▶ **What the task requires**: Could you please find each line in the records that contains the word "handles" and copy it?

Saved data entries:

* * * * *

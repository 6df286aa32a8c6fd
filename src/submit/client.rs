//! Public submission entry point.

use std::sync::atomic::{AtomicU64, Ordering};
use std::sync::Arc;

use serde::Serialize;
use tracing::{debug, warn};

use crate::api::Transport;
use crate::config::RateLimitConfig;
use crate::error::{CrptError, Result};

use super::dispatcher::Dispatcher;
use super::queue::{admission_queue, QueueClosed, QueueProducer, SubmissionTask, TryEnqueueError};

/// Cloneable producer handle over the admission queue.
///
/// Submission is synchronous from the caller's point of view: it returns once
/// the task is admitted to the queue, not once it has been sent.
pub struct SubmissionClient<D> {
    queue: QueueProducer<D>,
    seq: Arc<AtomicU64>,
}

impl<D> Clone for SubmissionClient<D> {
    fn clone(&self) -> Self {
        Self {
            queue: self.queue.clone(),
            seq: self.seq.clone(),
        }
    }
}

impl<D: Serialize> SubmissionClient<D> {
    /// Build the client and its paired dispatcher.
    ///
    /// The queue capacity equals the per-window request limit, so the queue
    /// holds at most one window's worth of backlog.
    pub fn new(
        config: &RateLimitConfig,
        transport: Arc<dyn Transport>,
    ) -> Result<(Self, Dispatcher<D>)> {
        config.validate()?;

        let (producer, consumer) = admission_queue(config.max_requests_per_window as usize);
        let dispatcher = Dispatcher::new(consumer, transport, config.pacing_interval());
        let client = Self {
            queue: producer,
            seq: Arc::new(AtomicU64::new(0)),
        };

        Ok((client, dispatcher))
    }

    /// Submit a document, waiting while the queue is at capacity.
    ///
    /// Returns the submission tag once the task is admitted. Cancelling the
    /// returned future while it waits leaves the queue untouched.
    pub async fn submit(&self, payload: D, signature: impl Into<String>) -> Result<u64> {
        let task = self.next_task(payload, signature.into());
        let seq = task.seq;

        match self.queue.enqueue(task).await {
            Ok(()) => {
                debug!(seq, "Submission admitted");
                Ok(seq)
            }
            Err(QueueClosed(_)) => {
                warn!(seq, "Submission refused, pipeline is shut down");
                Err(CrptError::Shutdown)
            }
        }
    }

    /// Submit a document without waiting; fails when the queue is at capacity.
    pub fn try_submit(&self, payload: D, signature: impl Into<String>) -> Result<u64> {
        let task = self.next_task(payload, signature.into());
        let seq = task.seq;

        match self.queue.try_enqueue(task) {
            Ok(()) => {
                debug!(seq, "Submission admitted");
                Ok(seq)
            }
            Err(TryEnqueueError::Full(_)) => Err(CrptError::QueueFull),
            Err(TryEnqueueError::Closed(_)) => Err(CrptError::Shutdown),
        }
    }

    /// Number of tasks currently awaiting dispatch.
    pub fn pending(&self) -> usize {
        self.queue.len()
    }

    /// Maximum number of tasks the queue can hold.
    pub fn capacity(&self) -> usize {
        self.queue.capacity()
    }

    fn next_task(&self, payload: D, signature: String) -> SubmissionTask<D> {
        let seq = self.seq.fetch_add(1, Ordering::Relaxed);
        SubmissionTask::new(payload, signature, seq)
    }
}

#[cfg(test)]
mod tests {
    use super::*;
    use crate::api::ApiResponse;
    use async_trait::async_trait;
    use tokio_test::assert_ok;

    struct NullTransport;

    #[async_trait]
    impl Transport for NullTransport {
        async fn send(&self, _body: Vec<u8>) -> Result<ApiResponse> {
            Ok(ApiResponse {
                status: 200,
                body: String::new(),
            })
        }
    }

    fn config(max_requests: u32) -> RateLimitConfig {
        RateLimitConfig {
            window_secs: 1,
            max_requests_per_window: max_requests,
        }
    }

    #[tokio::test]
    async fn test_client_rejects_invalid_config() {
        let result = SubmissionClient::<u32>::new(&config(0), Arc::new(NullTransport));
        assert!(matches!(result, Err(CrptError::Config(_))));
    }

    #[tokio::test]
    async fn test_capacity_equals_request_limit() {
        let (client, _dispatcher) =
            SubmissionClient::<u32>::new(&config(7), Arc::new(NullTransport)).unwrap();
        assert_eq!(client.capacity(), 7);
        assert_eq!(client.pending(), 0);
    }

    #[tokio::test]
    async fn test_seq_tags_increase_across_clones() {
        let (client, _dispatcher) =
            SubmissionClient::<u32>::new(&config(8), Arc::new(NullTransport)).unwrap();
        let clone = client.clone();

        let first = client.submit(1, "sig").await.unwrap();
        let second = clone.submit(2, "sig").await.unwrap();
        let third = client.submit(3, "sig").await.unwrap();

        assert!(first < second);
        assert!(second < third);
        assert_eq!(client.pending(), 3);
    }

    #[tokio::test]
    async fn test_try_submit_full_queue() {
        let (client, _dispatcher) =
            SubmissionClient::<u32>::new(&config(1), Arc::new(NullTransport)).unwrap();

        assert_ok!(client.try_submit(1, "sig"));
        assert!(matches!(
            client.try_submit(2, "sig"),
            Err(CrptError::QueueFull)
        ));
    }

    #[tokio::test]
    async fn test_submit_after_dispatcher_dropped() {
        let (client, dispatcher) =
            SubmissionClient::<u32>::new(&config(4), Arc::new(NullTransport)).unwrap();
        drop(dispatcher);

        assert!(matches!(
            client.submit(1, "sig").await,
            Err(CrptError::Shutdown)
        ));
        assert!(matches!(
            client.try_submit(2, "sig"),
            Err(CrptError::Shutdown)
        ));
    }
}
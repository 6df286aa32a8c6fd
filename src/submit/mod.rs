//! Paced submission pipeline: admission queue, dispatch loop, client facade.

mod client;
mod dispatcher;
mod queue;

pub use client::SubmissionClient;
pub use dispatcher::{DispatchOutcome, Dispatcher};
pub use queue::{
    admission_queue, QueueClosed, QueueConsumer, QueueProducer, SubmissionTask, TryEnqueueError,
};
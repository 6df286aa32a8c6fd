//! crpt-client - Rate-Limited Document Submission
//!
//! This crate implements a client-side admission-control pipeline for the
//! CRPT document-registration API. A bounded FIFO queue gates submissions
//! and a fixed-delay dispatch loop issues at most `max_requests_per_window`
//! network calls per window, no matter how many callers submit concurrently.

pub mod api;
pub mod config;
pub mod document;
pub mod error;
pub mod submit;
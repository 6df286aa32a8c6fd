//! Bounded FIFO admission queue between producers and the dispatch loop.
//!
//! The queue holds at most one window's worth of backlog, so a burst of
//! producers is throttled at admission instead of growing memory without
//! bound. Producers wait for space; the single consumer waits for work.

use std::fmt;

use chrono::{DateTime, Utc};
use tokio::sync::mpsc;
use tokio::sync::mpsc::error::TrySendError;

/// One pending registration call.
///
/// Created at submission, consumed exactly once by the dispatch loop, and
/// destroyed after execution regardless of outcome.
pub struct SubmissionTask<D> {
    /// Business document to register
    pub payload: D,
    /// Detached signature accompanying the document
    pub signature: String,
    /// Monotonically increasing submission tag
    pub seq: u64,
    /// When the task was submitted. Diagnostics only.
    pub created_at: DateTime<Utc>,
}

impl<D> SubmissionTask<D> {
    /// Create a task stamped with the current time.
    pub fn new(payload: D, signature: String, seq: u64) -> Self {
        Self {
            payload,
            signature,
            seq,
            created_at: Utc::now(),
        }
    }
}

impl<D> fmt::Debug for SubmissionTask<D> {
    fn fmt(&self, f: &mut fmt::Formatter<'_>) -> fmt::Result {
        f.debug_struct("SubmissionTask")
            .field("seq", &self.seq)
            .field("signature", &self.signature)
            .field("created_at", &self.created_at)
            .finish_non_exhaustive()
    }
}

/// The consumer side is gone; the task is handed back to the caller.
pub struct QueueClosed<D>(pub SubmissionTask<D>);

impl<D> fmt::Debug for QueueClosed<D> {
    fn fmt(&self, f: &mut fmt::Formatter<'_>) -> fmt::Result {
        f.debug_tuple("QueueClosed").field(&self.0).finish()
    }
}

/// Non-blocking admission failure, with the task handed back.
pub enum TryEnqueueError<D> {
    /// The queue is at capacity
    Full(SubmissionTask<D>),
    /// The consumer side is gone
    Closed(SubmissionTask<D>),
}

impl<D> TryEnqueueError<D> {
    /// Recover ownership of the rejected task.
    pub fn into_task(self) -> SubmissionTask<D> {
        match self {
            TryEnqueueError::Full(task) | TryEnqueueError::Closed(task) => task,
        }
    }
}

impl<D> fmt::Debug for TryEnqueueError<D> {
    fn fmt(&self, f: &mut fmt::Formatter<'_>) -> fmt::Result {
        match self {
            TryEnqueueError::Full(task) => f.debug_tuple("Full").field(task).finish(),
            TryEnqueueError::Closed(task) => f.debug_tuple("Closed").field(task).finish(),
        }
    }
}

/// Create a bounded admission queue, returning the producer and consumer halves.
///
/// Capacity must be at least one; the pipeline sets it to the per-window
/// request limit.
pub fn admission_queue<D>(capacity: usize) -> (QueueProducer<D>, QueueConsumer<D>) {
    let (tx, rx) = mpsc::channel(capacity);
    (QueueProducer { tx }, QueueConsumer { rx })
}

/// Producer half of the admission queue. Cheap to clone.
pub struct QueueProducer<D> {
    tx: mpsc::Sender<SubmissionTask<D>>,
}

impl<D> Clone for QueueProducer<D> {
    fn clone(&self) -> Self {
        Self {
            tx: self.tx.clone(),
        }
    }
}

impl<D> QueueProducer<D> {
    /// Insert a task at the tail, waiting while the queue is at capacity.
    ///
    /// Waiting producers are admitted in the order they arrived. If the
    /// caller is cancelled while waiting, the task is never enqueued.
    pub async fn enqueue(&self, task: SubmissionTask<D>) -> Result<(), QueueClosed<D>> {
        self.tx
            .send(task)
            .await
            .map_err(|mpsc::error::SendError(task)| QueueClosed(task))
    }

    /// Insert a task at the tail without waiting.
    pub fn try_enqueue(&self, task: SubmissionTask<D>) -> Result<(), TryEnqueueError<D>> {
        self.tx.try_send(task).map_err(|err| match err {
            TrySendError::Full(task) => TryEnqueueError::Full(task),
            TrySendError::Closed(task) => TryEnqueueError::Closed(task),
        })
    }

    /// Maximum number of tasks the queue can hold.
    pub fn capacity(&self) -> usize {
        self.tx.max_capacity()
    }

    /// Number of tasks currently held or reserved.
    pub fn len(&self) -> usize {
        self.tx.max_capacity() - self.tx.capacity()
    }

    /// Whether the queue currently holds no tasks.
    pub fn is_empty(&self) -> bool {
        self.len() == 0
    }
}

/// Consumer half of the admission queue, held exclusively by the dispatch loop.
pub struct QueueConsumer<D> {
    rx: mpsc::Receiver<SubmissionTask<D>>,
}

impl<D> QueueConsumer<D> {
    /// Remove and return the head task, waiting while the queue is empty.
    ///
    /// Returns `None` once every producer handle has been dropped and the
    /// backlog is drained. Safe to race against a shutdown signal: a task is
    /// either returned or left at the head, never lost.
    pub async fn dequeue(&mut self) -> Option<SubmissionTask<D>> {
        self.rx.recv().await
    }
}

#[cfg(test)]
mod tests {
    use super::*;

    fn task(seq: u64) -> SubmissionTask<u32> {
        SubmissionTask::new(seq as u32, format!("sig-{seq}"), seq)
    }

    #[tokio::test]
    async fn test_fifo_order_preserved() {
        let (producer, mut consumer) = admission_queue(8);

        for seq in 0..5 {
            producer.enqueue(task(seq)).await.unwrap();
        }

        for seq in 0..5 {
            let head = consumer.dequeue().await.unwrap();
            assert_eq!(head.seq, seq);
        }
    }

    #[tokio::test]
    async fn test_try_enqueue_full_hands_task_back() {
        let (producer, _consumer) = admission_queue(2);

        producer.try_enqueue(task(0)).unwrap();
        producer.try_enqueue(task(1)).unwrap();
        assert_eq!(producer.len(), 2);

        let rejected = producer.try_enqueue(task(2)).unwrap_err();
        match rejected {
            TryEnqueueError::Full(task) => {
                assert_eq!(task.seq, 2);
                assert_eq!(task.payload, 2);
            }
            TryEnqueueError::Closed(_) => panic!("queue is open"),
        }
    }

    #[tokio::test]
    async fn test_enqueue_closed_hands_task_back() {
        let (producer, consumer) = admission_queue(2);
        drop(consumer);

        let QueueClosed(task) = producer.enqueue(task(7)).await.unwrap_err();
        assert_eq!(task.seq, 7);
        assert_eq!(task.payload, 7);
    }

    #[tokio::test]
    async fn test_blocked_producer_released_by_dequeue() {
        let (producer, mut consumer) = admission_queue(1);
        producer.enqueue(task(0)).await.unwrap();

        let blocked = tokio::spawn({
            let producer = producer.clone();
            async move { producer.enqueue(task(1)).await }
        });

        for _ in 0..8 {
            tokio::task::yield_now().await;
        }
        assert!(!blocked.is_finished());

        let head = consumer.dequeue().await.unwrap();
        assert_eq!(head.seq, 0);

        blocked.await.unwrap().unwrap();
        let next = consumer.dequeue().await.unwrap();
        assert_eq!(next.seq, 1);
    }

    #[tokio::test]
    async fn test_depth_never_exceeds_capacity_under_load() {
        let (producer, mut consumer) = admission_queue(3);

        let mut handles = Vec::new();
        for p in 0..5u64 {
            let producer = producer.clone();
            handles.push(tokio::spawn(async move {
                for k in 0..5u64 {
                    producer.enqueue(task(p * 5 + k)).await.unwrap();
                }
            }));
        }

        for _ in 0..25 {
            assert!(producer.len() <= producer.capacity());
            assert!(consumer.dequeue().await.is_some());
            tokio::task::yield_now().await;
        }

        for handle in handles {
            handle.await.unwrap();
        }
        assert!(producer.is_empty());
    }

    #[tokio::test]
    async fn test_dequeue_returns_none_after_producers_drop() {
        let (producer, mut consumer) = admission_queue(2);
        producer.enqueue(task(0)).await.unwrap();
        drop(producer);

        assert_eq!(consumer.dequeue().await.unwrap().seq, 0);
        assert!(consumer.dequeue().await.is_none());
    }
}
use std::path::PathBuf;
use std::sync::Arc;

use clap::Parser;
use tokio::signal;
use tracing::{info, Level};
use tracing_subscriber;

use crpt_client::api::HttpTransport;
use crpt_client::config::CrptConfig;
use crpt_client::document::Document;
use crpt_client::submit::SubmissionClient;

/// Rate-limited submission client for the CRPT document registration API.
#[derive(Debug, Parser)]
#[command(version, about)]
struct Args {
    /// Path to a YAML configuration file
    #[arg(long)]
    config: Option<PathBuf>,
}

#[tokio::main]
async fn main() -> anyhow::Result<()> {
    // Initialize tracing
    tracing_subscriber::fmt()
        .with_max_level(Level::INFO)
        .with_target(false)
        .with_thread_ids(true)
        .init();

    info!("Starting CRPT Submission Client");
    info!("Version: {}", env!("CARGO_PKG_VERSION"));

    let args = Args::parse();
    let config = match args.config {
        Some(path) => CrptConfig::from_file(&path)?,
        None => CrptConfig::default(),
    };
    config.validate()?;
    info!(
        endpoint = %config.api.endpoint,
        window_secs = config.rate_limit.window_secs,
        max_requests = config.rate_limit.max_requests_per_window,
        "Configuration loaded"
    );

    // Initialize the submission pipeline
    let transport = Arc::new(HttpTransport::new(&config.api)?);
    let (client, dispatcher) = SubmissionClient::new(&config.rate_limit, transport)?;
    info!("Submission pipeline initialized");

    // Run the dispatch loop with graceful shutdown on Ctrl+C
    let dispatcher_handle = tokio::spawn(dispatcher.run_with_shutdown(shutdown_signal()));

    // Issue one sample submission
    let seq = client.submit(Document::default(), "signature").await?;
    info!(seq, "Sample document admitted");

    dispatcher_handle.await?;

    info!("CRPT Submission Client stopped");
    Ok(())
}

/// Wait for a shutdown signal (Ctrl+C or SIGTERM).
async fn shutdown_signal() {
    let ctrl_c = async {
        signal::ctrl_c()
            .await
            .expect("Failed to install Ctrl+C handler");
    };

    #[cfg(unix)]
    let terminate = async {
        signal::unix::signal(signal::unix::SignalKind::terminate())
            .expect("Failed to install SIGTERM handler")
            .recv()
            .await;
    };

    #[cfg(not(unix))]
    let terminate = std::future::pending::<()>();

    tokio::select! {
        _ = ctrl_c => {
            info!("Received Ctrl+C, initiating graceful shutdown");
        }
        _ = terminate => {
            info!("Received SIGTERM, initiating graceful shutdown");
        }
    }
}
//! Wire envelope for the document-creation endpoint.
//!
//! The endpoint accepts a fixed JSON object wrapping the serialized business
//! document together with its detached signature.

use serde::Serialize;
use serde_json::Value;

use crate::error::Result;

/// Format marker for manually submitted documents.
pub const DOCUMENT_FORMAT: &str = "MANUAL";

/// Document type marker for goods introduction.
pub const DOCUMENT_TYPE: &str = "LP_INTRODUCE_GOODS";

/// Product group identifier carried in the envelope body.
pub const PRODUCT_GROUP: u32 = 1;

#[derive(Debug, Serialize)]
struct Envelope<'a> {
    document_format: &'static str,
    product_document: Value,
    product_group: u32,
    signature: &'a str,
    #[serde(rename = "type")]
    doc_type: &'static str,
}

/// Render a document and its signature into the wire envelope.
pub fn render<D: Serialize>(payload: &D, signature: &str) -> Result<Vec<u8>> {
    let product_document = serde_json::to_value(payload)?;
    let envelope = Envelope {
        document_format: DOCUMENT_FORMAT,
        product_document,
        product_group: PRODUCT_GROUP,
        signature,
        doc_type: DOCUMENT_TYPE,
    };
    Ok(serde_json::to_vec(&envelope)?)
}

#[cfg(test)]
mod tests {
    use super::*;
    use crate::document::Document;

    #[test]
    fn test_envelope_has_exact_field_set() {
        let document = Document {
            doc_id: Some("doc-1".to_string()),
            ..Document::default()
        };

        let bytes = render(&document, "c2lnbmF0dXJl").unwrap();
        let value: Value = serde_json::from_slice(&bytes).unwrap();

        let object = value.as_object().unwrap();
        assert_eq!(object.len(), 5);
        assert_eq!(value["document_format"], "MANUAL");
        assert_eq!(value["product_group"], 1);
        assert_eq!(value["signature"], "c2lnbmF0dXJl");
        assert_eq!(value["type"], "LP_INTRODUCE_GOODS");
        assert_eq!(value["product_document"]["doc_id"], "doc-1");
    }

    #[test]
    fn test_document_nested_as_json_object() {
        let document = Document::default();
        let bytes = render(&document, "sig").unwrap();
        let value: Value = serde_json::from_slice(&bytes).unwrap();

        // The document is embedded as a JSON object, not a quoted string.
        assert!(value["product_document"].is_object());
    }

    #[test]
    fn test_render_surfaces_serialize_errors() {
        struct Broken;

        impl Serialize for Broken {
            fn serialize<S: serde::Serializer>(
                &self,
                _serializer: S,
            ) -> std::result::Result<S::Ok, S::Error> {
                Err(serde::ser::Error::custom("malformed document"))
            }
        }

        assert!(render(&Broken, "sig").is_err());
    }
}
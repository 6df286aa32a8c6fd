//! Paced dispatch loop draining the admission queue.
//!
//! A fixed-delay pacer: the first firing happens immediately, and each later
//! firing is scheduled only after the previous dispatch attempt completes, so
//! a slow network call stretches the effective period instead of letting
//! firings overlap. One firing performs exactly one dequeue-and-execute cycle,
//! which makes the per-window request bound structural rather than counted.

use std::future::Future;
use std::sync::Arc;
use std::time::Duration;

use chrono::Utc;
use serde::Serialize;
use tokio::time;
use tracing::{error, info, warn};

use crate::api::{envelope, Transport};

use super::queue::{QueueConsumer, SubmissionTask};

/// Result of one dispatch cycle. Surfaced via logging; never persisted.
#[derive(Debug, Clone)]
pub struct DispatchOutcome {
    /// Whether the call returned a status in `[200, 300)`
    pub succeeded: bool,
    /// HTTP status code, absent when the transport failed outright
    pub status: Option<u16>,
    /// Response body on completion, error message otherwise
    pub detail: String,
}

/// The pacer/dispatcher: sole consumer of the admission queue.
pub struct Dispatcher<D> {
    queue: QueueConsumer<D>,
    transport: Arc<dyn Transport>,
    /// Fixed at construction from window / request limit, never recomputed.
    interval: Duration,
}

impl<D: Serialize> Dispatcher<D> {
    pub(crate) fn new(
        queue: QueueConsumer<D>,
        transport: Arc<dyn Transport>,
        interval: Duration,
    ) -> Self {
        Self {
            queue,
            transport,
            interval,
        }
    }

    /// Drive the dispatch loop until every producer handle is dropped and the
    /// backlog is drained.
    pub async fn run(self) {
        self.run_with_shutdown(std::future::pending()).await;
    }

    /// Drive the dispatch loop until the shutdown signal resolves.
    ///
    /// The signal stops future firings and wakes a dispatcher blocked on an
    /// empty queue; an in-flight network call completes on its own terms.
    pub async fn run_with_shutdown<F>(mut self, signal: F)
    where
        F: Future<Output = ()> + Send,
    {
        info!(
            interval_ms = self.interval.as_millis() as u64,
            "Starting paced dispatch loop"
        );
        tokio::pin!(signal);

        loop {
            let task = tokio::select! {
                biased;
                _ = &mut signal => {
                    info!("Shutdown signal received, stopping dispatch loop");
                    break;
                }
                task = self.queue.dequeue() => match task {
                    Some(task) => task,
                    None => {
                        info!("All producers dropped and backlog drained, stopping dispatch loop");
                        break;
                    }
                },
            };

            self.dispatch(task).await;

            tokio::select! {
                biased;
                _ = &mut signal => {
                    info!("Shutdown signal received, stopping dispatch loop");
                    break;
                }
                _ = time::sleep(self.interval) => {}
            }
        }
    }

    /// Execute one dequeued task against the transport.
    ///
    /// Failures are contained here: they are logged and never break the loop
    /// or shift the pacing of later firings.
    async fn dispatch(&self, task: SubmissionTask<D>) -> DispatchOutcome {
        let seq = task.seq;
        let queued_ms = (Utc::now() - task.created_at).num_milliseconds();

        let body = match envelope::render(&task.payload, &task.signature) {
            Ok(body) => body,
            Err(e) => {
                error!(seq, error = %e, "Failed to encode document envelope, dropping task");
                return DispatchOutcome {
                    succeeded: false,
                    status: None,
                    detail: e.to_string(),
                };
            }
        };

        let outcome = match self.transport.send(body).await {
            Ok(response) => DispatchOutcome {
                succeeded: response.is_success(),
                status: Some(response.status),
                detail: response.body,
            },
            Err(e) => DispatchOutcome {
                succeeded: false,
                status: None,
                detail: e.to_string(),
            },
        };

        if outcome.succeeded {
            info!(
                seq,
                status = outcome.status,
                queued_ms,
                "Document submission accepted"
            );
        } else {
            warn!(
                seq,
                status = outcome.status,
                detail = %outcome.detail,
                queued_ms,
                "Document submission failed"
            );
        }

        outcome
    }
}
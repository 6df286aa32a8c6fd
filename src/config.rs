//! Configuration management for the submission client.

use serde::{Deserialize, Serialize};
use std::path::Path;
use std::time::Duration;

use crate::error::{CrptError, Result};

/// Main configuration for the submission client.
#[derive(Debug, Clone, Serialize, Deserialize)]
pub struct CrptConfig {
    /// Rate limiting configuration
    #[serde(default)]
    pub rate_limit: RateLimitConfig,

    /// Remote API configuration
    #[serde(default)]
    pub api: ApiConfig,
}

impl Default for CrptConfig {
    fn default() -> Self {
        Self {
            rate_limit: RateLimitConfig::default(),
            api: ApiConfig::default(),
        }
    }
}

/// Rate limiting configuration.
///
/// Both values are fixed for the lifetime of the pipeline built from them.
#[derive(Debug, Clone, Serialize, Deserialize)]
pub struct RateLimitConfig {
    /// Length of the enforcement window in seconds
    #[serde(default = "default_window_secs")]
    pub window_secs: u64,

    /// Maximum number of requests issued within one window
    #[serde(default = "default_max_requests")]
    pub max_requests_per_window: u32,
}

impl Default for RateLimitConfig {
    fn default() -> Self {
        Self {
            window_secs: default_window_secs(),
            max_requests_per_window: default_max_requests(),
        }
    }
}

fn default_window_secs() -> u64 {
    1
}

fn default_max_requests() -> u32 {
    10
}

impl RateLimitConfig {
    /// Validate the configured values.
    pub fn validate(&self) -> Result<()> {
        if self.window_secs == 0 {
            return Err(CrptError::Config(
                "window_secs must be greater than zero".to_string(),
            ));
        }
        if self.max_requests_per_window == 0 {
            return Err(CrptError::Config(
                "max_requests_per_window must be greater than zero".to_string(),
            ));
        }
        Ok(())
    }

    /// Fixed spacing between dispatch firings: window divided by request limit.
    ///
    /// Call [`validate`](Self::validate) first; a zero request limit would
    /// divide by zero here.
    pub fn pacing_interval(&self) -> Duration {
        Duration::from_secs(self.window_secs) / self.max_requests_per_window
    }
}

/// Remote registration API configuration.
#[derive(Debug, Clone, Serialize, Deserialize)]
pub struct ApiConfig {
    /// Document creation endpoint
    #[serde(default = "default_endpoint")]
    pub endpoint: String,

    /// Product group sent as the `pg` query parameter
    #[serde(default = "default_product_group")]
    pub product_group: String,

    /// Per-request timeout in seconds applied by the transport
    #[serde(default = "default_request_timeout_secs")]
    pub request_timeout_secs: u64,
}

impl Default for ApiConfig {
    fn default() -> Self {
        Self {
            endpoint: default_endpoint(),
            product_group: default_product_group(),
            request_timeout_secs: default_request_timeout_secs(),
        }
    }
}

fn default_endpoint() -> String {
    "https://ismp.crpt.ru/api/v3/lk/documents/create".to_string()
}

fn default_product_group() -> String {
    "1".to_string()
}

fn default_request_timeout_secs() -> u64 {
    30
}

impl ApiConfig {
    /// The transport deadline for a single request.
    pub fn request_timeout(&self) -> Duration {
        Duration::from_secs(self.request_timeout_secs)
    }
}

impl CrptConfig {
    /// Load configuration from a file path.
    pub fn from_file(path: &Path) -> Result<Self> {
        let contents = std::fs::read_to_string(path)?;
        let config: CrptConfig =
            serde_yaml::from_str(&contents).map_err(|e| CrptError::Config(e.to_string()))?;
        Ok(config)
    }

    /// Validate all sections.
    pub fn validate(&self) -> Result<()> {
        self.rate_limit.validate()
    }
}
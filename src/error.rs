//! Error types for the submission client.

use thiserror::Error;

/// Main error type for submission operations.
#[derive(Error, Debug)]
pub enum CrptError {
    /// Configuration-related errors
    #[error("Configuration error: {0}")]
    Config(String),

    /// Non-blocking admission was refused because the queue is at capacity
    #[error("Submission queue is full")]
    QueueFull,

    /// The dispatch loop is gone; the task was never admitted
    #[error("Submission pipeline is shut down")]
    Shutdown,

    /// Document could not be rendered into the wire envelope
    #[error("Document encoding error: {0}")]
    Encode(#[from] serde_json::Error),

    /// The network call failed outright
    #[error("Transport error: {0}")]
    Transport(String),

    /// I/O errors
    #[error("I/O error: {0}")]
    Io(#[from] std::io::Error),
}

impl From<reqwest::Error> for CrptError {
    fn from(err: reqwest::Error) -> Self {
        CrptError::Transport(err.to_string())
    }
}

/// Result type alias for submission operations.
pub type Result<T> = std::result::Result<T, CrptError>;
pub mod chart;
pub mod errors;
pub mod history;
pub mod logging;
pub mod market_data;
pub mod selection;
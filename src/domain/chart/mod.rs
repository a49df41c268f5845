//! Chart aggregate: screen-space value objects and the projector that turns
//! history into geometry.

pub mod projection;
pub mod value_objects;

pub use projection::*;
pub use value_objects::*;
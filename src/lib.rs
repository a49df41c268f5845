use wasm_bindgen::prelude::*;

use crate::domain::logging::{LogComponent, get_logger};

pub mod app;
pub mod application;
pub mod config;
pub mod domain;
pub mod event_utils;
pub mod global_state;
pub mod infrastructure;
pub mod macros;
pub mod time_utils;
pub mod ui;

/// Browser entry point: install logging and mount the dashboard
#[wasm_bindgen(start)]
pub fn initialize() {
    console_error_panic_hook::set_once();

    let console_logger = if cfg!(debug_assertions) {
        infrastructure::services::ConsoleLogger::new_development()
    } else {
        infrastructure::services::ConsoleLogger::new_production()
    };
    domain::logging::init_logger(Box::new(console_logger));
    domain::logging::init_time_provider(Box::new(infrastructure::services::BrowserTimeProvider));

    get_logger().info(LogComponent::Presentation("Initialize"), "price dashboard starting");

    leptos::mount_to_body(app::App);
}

* * * * *

▶ **Solution**:
        let mut handles = Vec::new();
            handles.push(tokio::spawn(async move {
        for handle in handles {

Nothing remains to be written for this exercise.